Saved entries
BEGIN
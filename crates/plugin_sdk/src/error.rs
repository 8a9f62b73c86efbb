use thiserror::Error;

/// Errors raised while exchanging coordination messages between the master
/// and its workers.
///
/// None of these are retried. A malformed message means one side of the
/// channel is buggy, and dropping it would leave the pool partially
/// inconsistent.
#[derive(Error, Debug, Clone, PartialEq, Eq)]
pub enum CoordinationError {
    /// The method is not one of the coordination methods.
    #[error("unknown coordination method `{0}`")]
    UnknownMethod(String),

    /// A known method arrived without its `params`.
    #[error("coordination message `{0}` has no payload")]
    MissingPayload(String),

    /// A known method arrived with params of the wrong shape.
    #[error("coordination message `{method}` is malformed: {reason}")]
    Malformed { method: String, reason: String },

    /// A master-originated message reached the master, or the reverse.
    #[error("coordination message `{0}` travelled in the wrong direction")]
    WrongDirection(String),

    /// The channel to the other side is gone.
    #[error("coordination channel closed: {0}")]
    ChannelClosed(String),
}

/// Errors raised while starting a worker.
#[derive(Error, Debug)]
pub enum SpawnError {
    #[error("failed to spawn worker for slot {slot}: {source}")]
    Io {
        slot: usize,
        #[source]
        source: std::io::Error,
    },

    #[error("worker for slot {slot} has no {pipe} pipe")]
    MissingPipe { slot: usize, pipe: &'static str },

    #[error("worker for slot {0} exited before reporting a pid")]
    NoPid(usize),

    #[error("spawner failed for slot {slot}: {reason}")]
    Other { slot: usize, reason: String },
}
use std::{
    net::SocketAddr,
    sync::{
        Arc,
        atomic::{AtomicUsize, Ordering},
    },
    time::Duration,
};

use async_trait::async_trait;
use plugin_host::{ContextBuilder, WorkerService, bind_shared};
use plugin_sdk::{
    Credentials, InProcessSpawner, LogLevelSwitch, Supervisor, SupervisorConfig,
    jsonrpc::{Id, Request, Response},
};
use serde_json::{Value, json};
use tokio::{
    io::{AsyncBufReadExt, AsyncWriteExt, BufReader, Lines},
    net::{
        TcpStream,
        tcp::{OwnedReadHalf, OwnedWriteHalf},
    },
    sync::Notify,
    time::timeout,
};

const WAIT: Duration = Duration::from_secs(2);

/// Builder that blocks until released, counting invocations.
#[derive(Default)]
struct GatedBuilder {
    calls: Arc<AtomicUsize>,
    gate: Arc<Notify>,
}

#[async_trait]
impl ContextBuilder for GatedBuilder {
    type Context = Value;

    async fn build(&self, entity_id: &str, credentials: &Credentials) -> anyhow::Result<Value> {
        let n = self.calls.fetch_add(1, Ordering::SeqCst) + 1;
        self.gate.notified().await;
        Ok(json!({ "entity": entity_id, "build": n, "token": credentials.auth_token }))
    }
}

struct Client {
    lines: Lines<BufReader<OwnedReadHalf>>,
    write: OwnedWriteHalf,
    next_id: i64,
}

impl Client {
    async fn connect(addr: SocketAddr) -> Self {
        let stream = TcpStream::connect(addr).await.unwrap();
        let (read, write) = stream.into_split();
        Self {
            lines: BufReader::new(read).lines(),
            write,
            next_id: 0,
        }
    }

    async fn send(&mut self, method: &str, params: Value) -> i64 {
        self.next_id += 1;
        let req = Request::call(Id::Number(self.next_id), method, Some(params));
        let line = format!("{}\n", serde_json::to_string(&req).unwrap());
        self.write.write_all(line.as_bytes()).await.unwrap();
        self.next_id
    }

    async fn recv(&mut self) -> Response {
        let line = timeout(WAIT, self.lines.next_line())
            .await
            .unwrap()
            .unwrap()
            .unwrap();
        serde_json::from_str(&line).unwrap()
    }

    async fn call(&mut self, method: &str, params: Value) -> Response {
        let id = self.send(method, params).await;
        let rsp = self.recv().await;
        assert_eq!(rsp.id, Id::Number(id));
        rsp
    }
}

#[tokio::test]
async fn init_on_one_worker_makes_the_whole_pool_ready() {
    let spawner = InProcessSpawner::default();
    let (supervisor, pool) = Supervisor::start(
        SupervisorConfig {
            workers: 2,
            ..SupervisorConfig::default()
        },
        spawner.clone(),
        LogLevelSwitch::default(),
    )
    .await;

    let mut addrs = Vec::new();
    for slot in 0..2 {
        let service = Arc::new(WorkerService::new(
            spawner.runtime(slot).unwrap(),
            GatedBuilder::default(),
            Duration::from_secs(60),
        ));
        let listener = bind_shared("127.0.0.1:0".parse().unwrap()).unwrap();
        addrs.push(listener.local_addr().unwrap());
        tokio::spawn(service.serve(listener, std::future::pending()));
    }

    let mut first = Client::connect(addrs[0]).await;
    let mut second = Client::connect(addrs[1]).await;

    let health = second.call("health", Value::Null).await.result.unwrap();
    assert_eq!(health["ready"], json!(false));

    let rsp = first
        .call("init", json!({"authToken": "t1", "workerId": "w1"}))
        .await;
    assert_eq!(rsp.result.unwrap(), json!({"ready": true}));

    timeout(WAIT, async {
        loop {
            let health = second.call("health", Value::Null).await.result.unwrap();
            if health["ready"] == json!(true) {
                break;
            }
            tokio::time::sleep(Duration::from_millis(10)).await;
        }
    })
    .await
    .unwrap();

    supervisor.shutdown().await;
    pool.await.unwrap().unwrap();
}

#[tokio::test]
async fn concurrent_context_calls_share_one_build() {
    let builder = GatedBuilder::default();
    let calls = Arc::clone(&builder.calls);
    let gate = Arc::clone(&builder.gate);

    let spawner = InProcessSpawner::default();
    let (supervisor, pool) =
        Supervisor::start(SupervisorConfig::default(), spawner.clone(), LogLevelSwitch::default())
            .await;
    let runtime = spawner.runtime(0).unwrap();
    runtime
        .on_credentials_received(Credentials::new("t1", "w1"))
        .unwrap();

    let service = Arc::new(WorkerService::new(runtime, builder, Duration::from_secs(60)));
    let listener = bind_shared("127.0.0.1:0".parse().unwrap()).unwrap();
    let addr = listener.local_addr().unwrap();
    tokio::spawn(Arc::clone(&service).serve(listener, std::future::pending()));

    let mut clients = Vec::new();
    for _ in 0..4 {
        let mut c = Client::connect(addr).await;
        c.send("context", json!({"entityId": "creative-7168"})).await;
        clients.push(c);
    }

    // all four requests are parked on the same build
    timeout(WAIT, async {
        while service.cache().stats().hits < 3 {
            tokio::time::sleep(Duration::from_millis(5)).await;
        }
    })
    .await
    .unwrap();
    gate.notify_one();

    let replies = futures::future::join_all(clients.iter_mut().map(|c| c.recv())).await;
    for rsp in replies {
        let result = rsp.result.unwrap();
        assert_eq!(result["context"]["build"], json!(1));
        assert_eq!(result["context"]["token"], json!("t1"));
    }
    assert_eq!(calls.load(Ordering::SeqCst), 1);

    supervisor.shutdown().await;
    pool.await.unwrap().unwrap();
}

#[cfg(unix)]
#[tokio::test]
async fn workers_can_share_one_port() {
    let a = bind_shared("127.0.0.1:0".parse().unwrap()).unwrap();
    let port = a.local_addr().unwrap().port();
    let b = bind_shared(SocketAddr::from(([127, 0, 0, 1], port)));
    assert!(b.is_ok());
}
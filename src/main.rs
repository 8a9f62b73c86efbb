use std::path::PathBuf;

use clap::{Parser, Subcommand};
use plugin_host::{
    app::{run_master, run_worker},
    config::{HostConfig, load_env_file},
};
use tokio::runtime::Builder;

#[derive(Parser, Debug)]
#[command(
    name = "plugin-host",
    about = "Runs a pool of plugin workers behind one port",
    version
)]
struct Cli {
    /// Optional .env file loaded before the environment is read
    #[arg(long, default_value = ".env")]
    env_file: PathBuf,

    #[command(flatten)]
    config: HostConfig,

    #[command(subcommand)]
    command: Option<Commands>,
}

#[derive(Subcommand, Debug)]
enum Commands {
    /// Supervise the worker pool (default)
    Master,

    /// Serve requests; started by the master, one per slot
    Worker {
        #[arg(long)]
        slot: usize,
    },
}

fn main() -> anyhow::Result<()> {
    // .env must be in the environment before clap reads the env fallbacks
    load_env_file(&env_file_arg(std::env::args()));

    let cli = Cli::parse();
    match cli.command.unwrap_or(Commands::Master) {
        Commands::Master => Builder::new_multi_thread()
            .enable_all()
            .build()?
            .block_on(run_master(cli.config)),
        // requests are served cooperatively on one thread per worker process
        Commands::Worker { slot } => Builder::new_current_thread()
            .enable_all()
            .build()?
            .block_on(run_worker(cli.config, slot)),
    }
}

/// `--env-file <path>` or `--env-file=<path>`, else `.env`.
fn env_file_arg(args: impl IntoIterator<Item = String>) -> PathBuf {
    let mut args = args.into_iter();
    while let Some(arg) = args.next() {
        if arg == "--env-file" {
            if let Some(path) = args.next() {
                return PathBuf::from(path);
            }
        } else if let Some(path) = arg.strip_prefix("--env-file=") {
            return PathBuf::from(path);
        }
    }
    PathBuf::from(".env")
}
//! Worker side of the coordination protocol.
//!
//! A worker owns exactly one `CredentialStore` and one `LogLevelSwitch`.
//! Local changes (an `init` call, a log-level request) are applied at once
//! and reported to the master; the master's broadcast comes back to every
//! worker, the originator included, and is applied as an unconditional
//! overwrite.

use tokio::{
    io::{AsyncBufReadExt, AsyncRead, AsyncWrite, AsyncWriteExt, BufReader, BufWriter},
    sync::mpsc::{self, UnboundedReceiver, UnboundedSender},
    task::JoinHandle,
};
use tracing::{debug, error, info, warn};

use crate::{
    credentials::CredentialStore,
    error::CoordinationError,
    logging::LogLevelSwitch,
    message::{CoordinationMessage, Credentials, LogLevel},
};

#[derive(Clone, Debug)]
pub struct WorkerRuntime {
    credentials: CredentialStore,
    log_level: LogLevelSwitch,
    to_master: Option<UnboundedSender<CoordinationMessage>>,
}

impl WorkerRuntime {
    /// A worker with no master; reports stay local.
    pub fn standalone(credentials: CredentialStore, log_level: LogLevelSwitch) -> Self {
        Self {
            credentials,
            log_level,
            to_master: None,
        }
    }

    pub fn connected(
        credentials: CredentialStore,
        log_level: LogLevelSwitch,
        to_master: UnboundedSender<CoordinationMessage>,
    ) -> Self {
        Self {
            credentials,
            log_level,
            to_master: Some(to_master),
        }
    }

    pub fn credentials(&self) -> &CredentialStore {
        &self.credentials
    }

    pub fn log_level(&self) -> &LogLevelSwitch {
        &self.log_level
    }

    /// Ready once the store holds a token and a worker id.
    pub fn is_ready(&self) -> bool {
        self.credentials.is_ready()
    }

    /// The platform pushed new credentials to this worker.
    pub fn on_credentials_received(&self, creds: Credentials) -> Result<(), CoordinationError> {
        self.credentials.replace(creds.clone());
        info!(worker_id = %creds.worker_id, "credentials received");
        self.report_credential_update(creds)
    }

    /// The platform asked this worker to change verbosity.
    pub fn on_log_level_requested(&self, level: LogLevel) -> Result<(), CoordinationError> {
        self.log_level.set(level);
        info!(%level, "log level requested");
        self.report_log_level_update(level)
    }

    pub fn report_credential_update(&self, creds: Credentials) -> Result<(), CoordinationError> {
        self.send(CoordinationMessage::CredentialUpdateFromWorker(creds))
    }

    pub fn report_log_level_update(&self, level: LogLevel) -> Result<(), CoordinationError> {
        self.send(CoordinationMessage::LogLevelUpdateFromWorker(level))
    }

    fn send(&self, msg: CoordinationMessage) -> Result<(), CoordinationError> {
        match &self.to_master {
            Some(tx) => {
                let method = msg.method();
                tx.send(msg)
                    .map_err(|_| CoordinationError::ChannelClosed(method.to_string()))
            }
            None => {
                debug!(method = %msg.method(), "no master link, update stays local");
                Ok(())
            }
        }
    }

    /// Apply a message from the master. Returns whether local state changed.
    pub fn apply(&self, msg: CoordinationMessage) -> Result<bool, CoordinationError> {
        if !msg.is_from_master() {
            return Err(CoordinationError::WrongDirection(msg.method().to_string()));
        }
        match msg {
            CoordinationMessage::CredentialUpdateFromMaster(creds) => {
                let changed = self.credentials.replace(creds);
                debug!(changed, "credentials synced from master");
                Ok(changed)
            }
            CoordinationMessage::LogLevelUpdateFromMaster(level) => {
                let changed = self.log_level.set(level);
                debug!(changed, %level, "log level synced from master");
                Ok(changed)
            }
            other => Err(CoordinationError::WrongDirection(other.method().to_string())),
        }
    }

    /// Apply every message from `inbox` until the master side closes it.
    pub async fn serve(&self, mut inbox: UnboundedReceiver<CoordinationMessage>) -> Result<(), CoordinationError> {
        while let Some(msg) = inbox.recv().await {
            if let Err(err) = self.apply(msg) {
                error!(error = %err, "invalid message from master");
                return Err(err);
            }
        }
        Ok(())
    }

    /// Wire a worker to a line-based channel: `reader` carries the master's
    /// messages, `writer` carries ours.
    ///
    /// The returned task finishes when the reader hits EOF, or fails on the
    /// first malformed coordination message.
    pub fn connect_io<R, W>(
        credentials: CredentialStore,
        log_level: LogLevelSwitch,
        reader: R,
        writer: W,
    ) -> (Self, JoinHandle<Result<(), CoordinationError>>)
    where
        R: AsyncRead + Unpin + Send + 'static,
        W: AsyncWrite + Unpin + Send + 'static,
    {
        let (tx, mut rx) = mpsc::unbounded_channel::<CoordinationMessage>();
        tokio::spawn(async move {
            let mut w = BufWriter::new(writer);
            while let Some(msg) = rx.recv().await {
                if let Err(e) = w.write_all(msg.to_line().as_bytes()).await {
                    warn!(error = %e, "coordination write failed, master gone?");
                    break;
                }
                if w.flush().await.is_err() {
                    break;
                }
            }
        });

        let runtime = Self::connected(credentials, log_level, tx);
        let reader_runtime = runtime.clone();
        let task = tokio::spawn(async move {
            let mut reader = BufReader::new(reader);
            let mut buf = Vec::new();
            loop {
                buf.clear();
                match reader.read_until(b'\n', &mut buf).await {
                    Ok(0) => break,
                    Ok(_) => {}
                    Err(e) => {
                        error!(error = %e, "coordination read failed");
                        return Err(CoordinationError::ChannelClosed(e.to_string()));
                    }
                }
                // invalid utf-8 is noise like any other non JSON-RPC line
                let line = String::from_utf8_lossy(&buf);
                let decoded = CoordinationMessage::from_line(&line).and_then(|msg| match msg {
                    Some(msg) => reader_runtime.apply(msg).map(|_| ()),
                    None => Ok(()),
                });
                if let Err(err) = decoded {
                    error!(error = %err, "invalid message from master");
                    return Err(err);
                }
            }
            debug!("master closed the coordination channel");
            Ok(())
        });
        (runtime, task)
    }

    /// `connect_io` over this process's stdin/stdout.
    pub fn run_stdio(
        credentials: CredentialStore,
        log_level: LogLevelSwitch,
    ) -> (Self, JoinHandle<Result<(), CoordinationError>>) {
        Self::connect_io(credentials, log_level, tokio::io::stdin(), tokio::io::stdout())
    }
}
END
PROMPT
Copy the lines of the entries above that mention "derive".

ANSWER BOX
#[derive(Error, Debug, Clone, PartialEq, Eq)]
#[derive(Error, Debug)]
#[derive(Default)]
#[derive(Parser, Debug)]
#[derive(Subcommand, Debug)]
#[derive(Clone, Debug)]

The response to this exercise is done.